Reportagem: Talitha DeJesus e Guilherme Schanner. Edição: Karol Pinheiro.
“O mundo é diferente da ponte pra cá”. Só quem é morador de uma favela, ou circula pelas vielas de uma, entende na alma a expressão de Mano Brown. O barulho constante de motocicletas e funk indica que se está em um ambiente urbano – o contraste com a vida nos bairros mais ricos é gritante.
“Os conglomerados habitacionais de condições humanitárias mínimas”, as chamadas favelas, nasceram do descaso público, e também da luta do povo brasileiro por moradia. Dois grandes acontecimentos históricos revelam a origem das fwavelas. O primeiro é a Abolição da Escravatura (1888), que deixou negros e negras à deriva. Sem terra, eles começaram a criar cortiços, que posteriormente viriam a ser chamados de favelas.

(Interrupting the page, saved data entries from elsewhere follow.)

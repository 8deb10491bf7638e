use crate::job::JobState;
use chrono::{DateTime, Utc};
use serde::{Deserialize, Serialize};
use uuid::Uuid;

/// Immutable audit record. Owned by its job: deleting the job cascades to
/// its events. Append-only, ordered by timestamp.
#[derive(Debug, Clone, Serialize, Deserialize)]
pub struct EventLog {
    pub id: Uuid,
    pub job: Uuid,
    pub from_state: JobState,
    pub to_state: JobState,
    pub timestamp: DateTime<Utc>,
    pub message: String,
}

impl EventLog {
    /// Record a state transition edge.
    pub fn transition(
        job: Uuid,
        from_state: JobState,
        to_state: JobState,
        timestamp: DateTime<Utc>,
        message: impl Into<String>,
    ) -> Self {
        Self {
            id: Uuid::new_v4(),
            job,
            from_state,
            to_state,
            timestamp,
            message: message.into(),
        }
    }

    /// Record a field mutation: from_state and to_state both read the job's
    /// current state.
    pub fn update(job: Uuid, state: JobState, message: impl Into<String>) -> Self {
        Self {
            id: Uuid::new_v4(),
            job,
            from_state: state,
            to_state: state,
            timestamp: Utc::now(),
            message: message.into(),
        }
    }

    pub fn is_transition(&self) -> bool {
        self.from_state != self.to_state
    }
}
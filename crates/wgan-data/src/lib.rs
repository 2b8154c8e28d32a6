//! # wgan-data
//!
//! Feeding real samples to the critic.
//!
//! - [`Dataset`]: indexed collection of unlabeled samples
//! - [`VecDataset`]: in-memory dataset over a flat buffer
//! - [`DataLoader`]: batching, seeded shuffling and optional parallel fetch

pub mod dataset;
pub mod loader;

pub use dataset::{Dataset, Sample, VecDataset};
pub use loader::{BatchIterator, DataLoader, DataLoaderConfig};
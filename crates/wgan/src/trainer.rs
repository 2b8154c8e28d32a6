// Trainer — the n-critic schedule over a DataLoader
//
// For every real batch:
//   1. n_critic - 1 critic-only steps
//   2. one full step (critic, then generator)
//
// all on the same real batch, each drawing its own fakes. Every step is
// recorded in a StepLog; EpochLog holds per-epoch averages.
//
// Batches whose size differs from the model's batch_size are skipped with a
// warning (fakes are always batch_size, and the penalty interpolates real
// and fake sample by sample). Use `drop_last` on the loader to avoid them.

use std::fmt;

use wgan_core::backend::Backend;
use wgan_core::error::{Error, Result};
use wgan_core::tensor::Tensor;
use wgan_data::DataLoader;
use wgan_nn::Module;

use crate::gan::{loss_values, LossMap, WassersteinGan};

// Training result types

/// Losses of a single step. `generator` is `None` for critic-only steps.
#[derive(Debug, Clone, PartialEq)]
pub struct StepLog {
    pub epoch: usize,
    /// Batch index within the epoch.
    pub batch: usize,
    /// Global step counter, starting at 0.
    pub step: usize,
    pub generator: Option<f64>,
    pub critic: f64,
    pub lipschitz: f64,
}

impl StepLog {
    fn from_losses<B: Backend>(
        epoch: usize,
        batch: usize,
        step: usize,
        losses: &LossMap<B>,
    ) -> Result<Self> {
        let values = loss_values(losses)?;
        let get = |k: &str| {
            values
                .get(k)
                .copied()
                .ok_or_else(|| Error::msg(format!("step did not report '{k}'")))
        };
        Ok(StepLog {
            epoch,
            batch,
            step,
            generator: values.get("generator").copied(),
            critic: get("critic")?,
            lipschitz: get("lipschitz")?,
        })
    }

    pub fn is_finite(&self) -> bool {
        self.critic.is_finite()
            && self.lipschitz.is_finite()
            && self.generator.map_or(true, f64::is_finite)
    }
}

/// Averages over one epoch.
#[derive(Debug, Clone, PartialEq)]
pub struct EpochLog {
    /// Epoch number (0-indexed).
    pub epoch: usize,
    /// Steps taken, critic-only and full.
    pub steps: usize,
    /// Batches skipped for having the wrong size.
    pub skipped: usize,
    /// Mean generator loss over full steps (NaN if none ran).
    pub generator: f64,
    /// Mean critic loss over all steps.
    pub critic: f64,
    pub lipschitz: f64,
}

/// Everything recorded by [`Trainer::fit`].
#[derive(Debug, Clone, Default)]
pub struct TrainHistory {
    pub steps: Vec<StepLog>,
    pub epochs: Vec<EpochLog>,
}

impl TrainHistory {
    pub fn last_epoch(&self) -> Option<&EpochLog> {
        self.epochs.last()
    }

    /// Full steps only.
    pub fn generator_steps(&self) -> impl Iterator<Item = &StepLog> {
        self.steps.iter().filter(|s| s.generator.is_some())
    }
}

impl fmt::Display for TrainHistory {
    fn fmt(&self, f: &mut fmt::Formatter<'_>) -> fmt::Result {
        writeln!(
            f,
            "Training complete: {} epochs, {} steps",
            self.epochs.len(),
            self.steps.len()
        )?;
        for log in &self.epochs {
            writeln!(
                f,
                "  epoch {}: generator = {:.6}, critic = {:.6}, lipschitz = {:.6}",
                log.epoch, log.generator, log.critic, log.lipschitz
            )?;
        }
        Ok(())
    }
}

fn mean(values: impl Iterator<Item = f64>) -> f64 {
    let (sum, n) = values.fold((0.0, 0usize), |(s, n), v| (s + v, n + 1));
    if n == 0 {
        f64::NAN
    } else {
        sum / n as f64
    }
}

// Trainer

/// Runs epochs of the n-critic schedule.
#[derive(Debug, Clone)]
pub struct Trainer {
    epochs: usize,
    /// Overrides the model's `n_critic` when set.
    n_critic: Option<usize>,
    /// Return an error on the first NaN/inf loss instead of warning.
    abort_on_non_finite: bool,
}

impl Trainer {
    pub fn new(epochs: usize) -> Self {
        Trainer {
            epochs,
            n_critic: None,
            abort_on_non_finite: false,
        }
    }

    pub fn n_critic(mut self, n: usize) -> Self {
        self.n_critic = Some(n);
        self
    }

    pub fn abort_on_non_finite(mut self, abort: bool) -> Self {
        self.abort_on_non_finite = abort;
        self
    }

    pub fn epochs(&self) -> usize {
        self.epochs
    }

    /// Train `model` on every batch of `loader` for the configured epochs.
    pub fn fit<B, G, C>(
        &self,
        model: &mut WassersteinGan<B, G, C>,
        loader: &mut DataLoader<'_, B>,
    ) -> Result<TrainHistory>
    where
        B: Backend,
        G: Module<B>,
        C: Module<B>,
    {
        let n_critic = self.n_critic.unwrap_or(model.config().n_critic);
        if n_critic == 0 {
            return Err(Error::config("n_critic must be at least 1"));
        }
        tracing::info!(
            epochs = self.epochs,
            n_critic,
            batches = loader.num_batches(),
            batch_size = model.batch_size(),
            "starting training"
        );

        let mut history = TrainHistory::default();
        for epoch in 0..self.epochs {
            let first_step = history.steps.len();
            let mut skipped = 0;
            for (batch_idx, batch) in loader.iter_batches().enumerate() {
                let batch = batch?;
                if batch.dims().first() != Some(&model.batch_size()) {
                    tracing::warn!(
                        epoch,
                        batch = batch_idx,
                        shape = ?batch.dims(),
                        batch_size = model.batch_size(),
                        "skipping batch of the wrong size"
                    );
                    skipped += 1;
                    continue;
                }
                self.run_batch(model, &batch, epoch, batch_idx, n_critic, &mut history)?;
            }

            let steps = &history.steps[first_step..];
            let log = EpochLog {
                epoch,
                steps: steps.len(),
                skipped,
                generator: mean(steps.iter().filter_map(|s| s.generator)),
                critic: mean(steps.iter().map(|s| s.critic)),
                lipschitz: mean(steps.iter().map(|s| s.lipschitz)),
            };
            tracing::info!(
                epoch,
                steps = log.steps,
                generator = log.generator,
                critic = log.critic,
                lipschitz = log.lipschitz,
                "epoch done"
            );
            history.epochs.push(log);
        }
        Ok(history)
    }

    fn run_batch<B, G, C>(
        &self,
        model: &mut WassersteinGan<B, G, C>,
        batch: &Tensor<B>,
        epoch: usize,
        batch_idx: usize,
        n_critic: usize,
        history: &mut TrainHistory,
    ) -> Result<()>
    where
        B: Backend,
        G: Module<B>,
        C: Module<B>,
    {
        for i in 0..n_critic {
            let losses = if i + 1 < n_critic {
                model.train_critic(batch, None)?
            } else {
                model.train_step(batch, None)?
            };
            let log = StepLog::from_losses(epoch, batch_idx, history.steps.len(), &losses)?;
            tracing::debug!(
                step = log.step,
                generator = ?log.generator,
                critic = log.critic,
                lipschitz = log.lipschitz,
                "step"
            );
            if !log.is_finite() {
                tracing::warn!(step = log.step, ?log, "non-finite loss");
                if self.abort_on_non_finite {
                    return Err(Error::msg(format!(
                        "non-finite loss at step {}: critic = {}, lipschitz = {}, generator = {:?}",
                        log.step, log.critic, log.lipschitz, log.generator
                    )));
                }
            }
            history.steps.push(log);
        }
        Ok(())
    }
}
// Dataset trait — indexed source of real samples
//
// A GAN only needs inputs: there are no labels or targets. A sample is one
// flattened feature vector plus the shape it should have inside a batch.

use wgan_core::error::{Error, Result};

/// A single unlabeled sample.
#[derive(Debug, Clone, PartialEq)]
pub struct Sample {
    /// Row-major feature values.
    pub features: Vec<f64>,
    /// Shape of one sample without the batch dimension (`[2]` for points,
    /// `[1, 28, 28]` for images).
    pub feature_shape: Vec<usize>,
}

impl Sample {
    pub fn new(features: Vec<f64>, feature_shape: Vec<usize>) -> Self {
        Sample {
            features,
            feature_shape,
        }
    }
}

/// An indexed collection of samples.
///
/// Implementations must be `Send + Sync` so the DataLoader can fetch from
/// several threads.
pub trait Dataset: Send + Sync {
    fn len(&self) -> usize;

    fn is_empty(&self) -> bool {
        self.len() == 0
    }

    /// The sample at `index`.
    ///
    /// # Panics
    /// May panic if `index >= self.len()`.
    fn get(&self, index: usize) -> Sample;

    /// Shape of one sample (without batch dim).
    fn feature_shape(&self) -> &[usize];

    fn name(&self) -> &str {
        "dataset"
    }
}

/// In-memory dataset: one flat buffer of equally shaped samples.
#[derive(Debug, Clone)]
pub struct VecDataset {
    data: Vec<f64>,
    feature_shape: Vec<usize>,
    sample_len: usize,
}

impl VecDataset {
    /// `data` holds `n * prod(feature_shape)` values, sample after sample.
    pub fn new(data: Vec<f64>, feature_shape: Vec<usize>) -> Result<Self> {
        let sample_len: usize = feature_shape.iter().product();
        if sample_len == 0 || data.len() % sample_len != 0 {
            return Err(Error::msg(format!(
                "VecDataset: {} values do not split into samples of shape {:?}",
                data.len(),
                feature_shape
            )));
        }
        Ok(VecDataset {
            data,
            feature_shape,
            sample_len,
        })
    }

    /// One row per sample, all rows of the same length.
    pub fn from_rows(rows: &[Vec<f64>]) -> Result<Self> {
        let width = rows.first().map(|r| r.len()).unwrap_or(0);
        if rows.iter().any(|r| r.len() != width) {
            return Err(Error::msg("VecDataset::from_rows: ragged rows"));
        }
        Self::new(rows.concat(), vec![width])
    }
}

impl Dataset for VecDataset {
    fn len(&self) -> usize {
        self.data.len() / self.sample_len
    }

    fn get(&self, index: usize) -> Sample {
        let start = index * self.sample_len;
        Sample::new(
            self.data[start..start + self.sample_len].to_vec(),
            self.feature_shape.clone(),
        )
    }

    fn feature_shape(&self) -> &[usize] {
        &self.feature_shape
    }

    fn name(&self) -> &str {
        "vec"
    }
}
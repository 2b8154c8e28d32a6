// Optimizer trait — turns a GradStore into parameter updates
//
// An optimizer is built from one parameter list and only ever touches those
// tensors. step() looks each parameter up in the GradStore by id, computes
// the new values on the host and writes them back with
// `update_data_inplace`, so every module holding a clone of the parameter
// handle sees the new values on its next forward.
//
// A parameter with no entry in the store (it did not influence the loss) is
// left unchanged and its state is not advanced.

use wgan_core::backend::Backend;
use wgan_core::backprop::GradStore;
use wgan_core::error::Result;
use wgan_core::tensor::Tensor;

/// Gradient-based parameter update rule.
pub trait Optimizer<B: Backend> {
    /// Apply one update from `grads`. Returns the (updated) parameter list.
    fn step(&mut self, grads: &GradStore<B>) -> Result<Vec<Tensor<B>>>;

    /// Parameters this optimizer owns, in construction order.
    fn params(&self) -> &[Tensor<B>];

    fn learning_rate(&self) -> f64;

    fn set_learning_rate(&mut self, lr: f64);

    /// Number of step() calls so far.
    fn step_count(&self) -> u64;

    /// Short name for logs ("sgd", "adam", ...).
    fn name(&self) -> &'static str;
}

/// Host copies of a parameter and its gradient, or `None` when the store
/// holds no gradient for it.
pub(crate) fn param_and_grad<B: Backend>(
    param: &Tensor<B>,
    grads: &GradStore<B>,
) -> Result<Option<(Vec<f64>, Vec<f64>)>> {
    let Some(grad) = grads.get(param) else {
        return Ok(None);
    };
    let g = grad.to_f64_vec()?;
    if g.len() != param.elem_count() {
        return Err(wgan_core::Error::ShapeMismatch {
            expected: param.shape().clone(),
            got: grad.shape().clone(),
        });
    }
    Ok(Some((param.to_f64_vec()?, g)))
}

/// Lazily sized per-parameter state buffer.
pub(crate) fn state_slot(slot: &mut Vec<f64>, len: usize) -> &mut Vec<f64> {
    if slot.len() != len {
        *slot = vec![0.0; len];
    }
    slot
}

O segundo, que remonta à própria origem do termo, foi a Guerra de Canudos (1896-1897). Como narra Euclides da Cunha em “Os Sertões”, soldados foram enviados ao combate no interior da Bahia com a promessa de que, ao voltar para o Rio de Janeiro, teriam uma casa. A promessa não foi cumprida pelo governo. Eles, então, subiram o Morro da Providência, também conhecido como Morro da Favela, porque o local era coberto de planta faveleira. #FavelaTambémÉÁrvore.
Ao longos das décadas, o aumento da demanda por moradias fez as pessoas ocuparem terrenos baldios e encostas de morros. Essas comunidades se expandiram e se tornaram cada vez mais complexas, com a construção de casas de alvenaria, comércios e serviços.
Mais de 100 anos depois, são muitas as favelas brasileiras. Na cidade de São Paulo, 9,4% da população da cidade vive em favelas, segundo o Mapa da Desigualdade de 2022.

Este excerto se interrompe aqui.